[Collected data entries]
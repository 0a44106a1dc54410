//! Reconciliation outcome models

use chrono::{DateTime, Utc};
use serde::{Deserialize, Serialize};

use crate::deploy::fsm::ReconcilePhase;
use crate::models::plane::TaskDefinitionRef;

/// What the applier did to the service object
#[derive(Debug, Clone, Copy, PartialEq, Eq, Serialize, Deserialize)]
#[serde(rename_all = "lowercase")]
pub enum ServiceAction {
    Created,
    Updated,
}

/// Terminal status observed by the convergence waiter
#[derive(Debug, Clone, Copy, PartialEq, Eq, Serialize, Deserialize)]
#[serde(rename_all = "snake_case")]
pub enum FinalStatus {
    Stable,
    TimedOut,
    Failed,
}

impl FinalStatus {
    /// `TimedOut` counts as success: the rollout may still converge remotely.
    pub fn exit_code(&self) -> i32 {
        match self {
            FinalStatus::Stable | FinalStatus::TimedOut => 0,
            FinalStatus::Failed => 1,
        }
    }
}

/// Result of ensuring the logging endpoint accepts traffic from the service
#[derive(Debug, Clone, PartialEq, Eq, Serialize, Deserialize)]
#[serde(tag = "outcome", content = "detail", rename_all = "snake_case")]
pub enum PatchOutcome {
    Authorized,
    AlreadyPresent,
    Skipped(String),
    Degraded(String),
}

impl PatchOutcome {
    pub fn is_degraded(&self) -> bool {
        matches!(self, PatchOutcome::Degraded(_))
    }
}

/// One step of the progress trail
#[derive(Debug, Clone, Serialize, Deserialize)]
pub struct TrailEntry {
    pub phase: ReconcilePhase,
    pub message: String,
    pub at: DateTime<Utc>,
}

/// Output of one reconciliation run
#[derive(Debug, Clone, Serialize, Deserialize)]
pub struct ReconciliationResult {
    pub run_id: String,
    pub service_name: String,
    pub cluster_name: String,
    pub task_definition: TaskDefinitionRef,
    pub service_action: ServiceAction,
    pub final_status: FinalStatus,
    pub running_count: u32,
    pub desired_count: u32,
    pub network_patch: PatchOutcome,
    pub failure_reason: Option<String>,
    pub trail: Vec<TrailEntry>,
    pub started_at: DateTime<Utc>,
    pub finished_at: DateTime<Utc>,
}

impl ReconciliationResult {
    pub fn exit_code(&self) -> i32 {
        self.final_status.exit_code()
    }
}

DIRECTIONS FOR THIS TASK - Copy only this part of the entries above: the line with "the convergence waiter", the line with "#[derive(Debug, Clone, PartialEq, Eq, Serialize, Deserialize)]", and the lines between, all exactly as written.

RESPONSE TO THIS TASK -
/// Terminal status observed by the convergence waiter
#[derive(Debug, Clone, Copy, PartialEq, Eq, Serialize, Deserialize)]
#[serde(rename_all = "snake_case")]
pub enum FinalStatus {
    Stable,
    TimedOut,
    Failed,
}

impl FinalStatus {
    /// `TimedOut` counts as success: the rollout may still converge remotely.
    pub fn exit_code(&self) -> i32 {
        match self {
            FinalStatus::Stable | FinalStatus::TimedOut => 0,
            FinalStatus::Failed => 1,
        }
    }
}

/// Result of ensuring the logging endpoint accepts traffic from the service
#[derive(Debug, Clone, PartialEq, Eq, Serialize, Deserialize)]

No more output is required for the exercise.